PROBLEM DETAILS —
Among the entries that follow, find every line with the word "impl" and list it.
(PROVIDED RECORDS begins)
use std::fmt;
use std::str::FromStr;

use serde::{Deserialize, Serialize};

use crate::error::EngineError;

/// A direction to slide the selected tile.
#[derive(Debug, Clone, Copy, PartialEq, Eq, Hash, Serialize, Deserialize)]
#[serde(rename_all = "lowercase")]
pub enum Direction {
    Up,
    Down,
    Left,
    Right,
}

impl Direction {
    pub const ALL: [Direction; 4] = [Direction::Up, Direction::Down, Direction::Left, Direction::Right];

    /// Unit (row, column) step.
    pub fn delta(self) -> (isize, isize) {
        match self {
            Direction::Up => (-1, 0),
            Direction::Down => (1, 0),
            Direction::Left => (0, -1),
            Direction::Right => (0, 1),
        }
    }

    /// Classify a touch gesture by its dominant axis. Screen coordinates: y grows downward.
    pub fn from_swipe(dx: f32, dy: f32) -> Direction {
        if dx.abs() > dy.abs() {
            if dx > 0.0 { Direction::Right } else { Direction::Left }
        } else if dy > 0.0 {
            Direction::Down
        } else {
            Direction::Up
        }
    }

    pub fn as_str(self) -> &'static str {
        match self {
            Direction::Up => "up",
            Direction::Down => "down",
            Direction::Left => "left",
            Direction::Right => "right",
        }
    }
}

impl fmt::Display for Direction {
    fn fmt(&self, f: &mut fmt::Formatter<'_>) -> fmt::Result { f.write_str(self.as_str()) }
}

impl FromStr for Direction {
    type Err = EngineError;

    /// Accepts `up`/`down`/`left`/`right` in any case, and the `Arrow*` key names.
    fn from_str(s: &str) -> Result<Self, Self::Err> {
        let token = s.trim();
        let word = token.strip_prefix("Arrow").unwrap_or(token);
        match word.to_ascii_lowercase().as_str() {
            "up" => Ok(Direction::Up),
            "down" => Ok(Direction::Down),
            "left" => Ok(Direction::Left),
            "right" => Ok(Direction::Right),
            _ => Err(EngineError::InvalidDirection(s.to_string())),
        }
    }
}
(PROVIDED RECORDS ends)
RESULT OF THIS EXERCISE —
impl Direction {
impl fmt::Display for Direction {
impl FromStr for Direction {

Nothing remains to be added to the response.